*Activity*.
Repeat the records below in their entirety, exactly.

[[ Recorded data, beginning ]]

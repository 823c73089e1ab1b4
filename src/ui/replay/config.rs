use egui::Pos2;
use serde::{Deserialize, Serialize};

use crate::errors::ReplayError;
use crate::replay::SurfaceConfig;

const CONFIG_FILE_NAME: &str = "config.json";

#[derive(Serialize, Deserialize, Debug, Clone)]
pub struct WindowPosition {
    pub x: f32,
    pub y: f32,
}

impl Default for WindowPosition {
    fn default() -> Self {
        Self { x: 0., y: 0. }
    }
}

impl From<WindowPosition> for Pos2 {
    fn from(value: WindowPosition) -> Self {
        Pos2::new(value.x, value.y)
    }
}

impl From<Pos2> for WindowPosition {
    fn from(value: Pos2) -> Self {
        Self {
            x: value.x,
            y: value.y,
        }
    }
}

#[derive(Serialize, Deserialize, Debug)]
#[serde(default)]
pub struct AppConfig {
    pub replay_window_position: WindowPosition,
    pub show_labels: bool,
    pub surface: SurfaceConfig,
}

impl Default for AppConfig {
    fn default() -> Self {
        Self {
            replay_window_position: WindowPosition::default(),
            show_labels: true,
            surface: SurfaceConfig::default(),
        }
    }
}

impl AppConfig {
    pub fn from_local_file() -> Option<Self> {
        let config_path = dirs::config_dir()?.join("slipstream").join(CONFIG_FILE_NAME);

        if config_path.exists() {
            let file = std::fs::File::open(config_path).ok()?;
            serde_json::from_reader(file).ok()
        } else {
            None
        }
    }

    pub fn save(&self) -> Result<(), ReplayError> {
        let config_path = dirs::config_dir()
            .ok_or(ReplayError::NoConfigDir)?
            .join("slipstream")
            .join(CONFIG_FILE_NAME);

        if !config_path.exists() {
            std::fs::create_dir_all(config_path.parent().unwrap())
                .map_err(|e| ReplayError::ConfigIoError { source: e })?;
        }

        let file = std::fs::File::create(config_path)
            .map_err(|e| ReplayError::ConfigIoError { source: e })?;
        serde_json::to_writer(file, self)
            .map_err(|e| ReplayError::ConfigSerializeError { source: e })
    }
}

[[ Recorded data, end ]]

*Exercise result*.
repository 823c73089e1ab1b4
filename src/ui/replay/config.rs
use egui::Pos2;
use serde::{Deserialize, Serialize};

use crate::errors::ReplayError;
use crate::replay::SurfaceConfig;

const CONFIG_FILE_NAME: &str = "config.json";

#[derive(Serialize, Deserialize, Debug, Clone)]
pub struct WindowPosition {
    pub x: f32,
    pub y: f32,
}

impl Default for WindowPosition {
    fn default() -> Self {
        Self { x: 0., y: 0. }
    }
}

impl From<WindowPosition> for Pos2 {
    fn from(value: WindowPosition) -> Self {
        Pos2::new(value.x, value.y)
    }
}

impl From<Pos2> for WindowPosition {
    fn from(value: Pos2) -> Self {
        Self {
            x: value.x,
            y: value.y,
        }
    }
}

#[derive(Serialize, Deserialize, Debug)]
#[serde(default)]
pub struct AppConfig {
    pub replay_window_position: WindowPosition,
    pub show_labels: bool,
    pub surface: SurfaceConfig,
}

impl Default for AppConfig {
    fn default() -> Self {
        Self {
            replay_window_position: WindowPosition::default(),
            show_labels: true,
            surface: SurfaceConfig::default(),
        }
    }
}

impl AppConfig {
    pub fn from_local_file() -> Option<Self> {
        let config_path = dirs::config_dir()?.join("slipstream").join(CONFIG_FILE_NAME);

        if config_path.exists() {
            let file = std::fs::File::open(config_path).ok()?;
            serde_json::from_reader(file).ok()
        } else {
            None
        }
    }

    pub fn save(&self) -> Result<(), ReplayError> {
        let config_path = dirs::config_dir()
            .ok_or(ReplayError::NoConfigDir)?
            .join("slipstream")
            .join(CONFIG_FILE_NAME);

        if !config_path.exists() {
            std::fs::create_dir_all(config_path.parent().unwrap())
                .map_err(|e| ReplayError::ConfigIoError { source: e })?;
        }

        let file = std::fs::File::create(config_path)
            .map_err(|e| ReplayError::ConfigIoError { source: e })?;
        serde_json::to_writer(file, self)
            .map_err(|e| ReplayError::ConfigSerializeError { source: e })
    }
}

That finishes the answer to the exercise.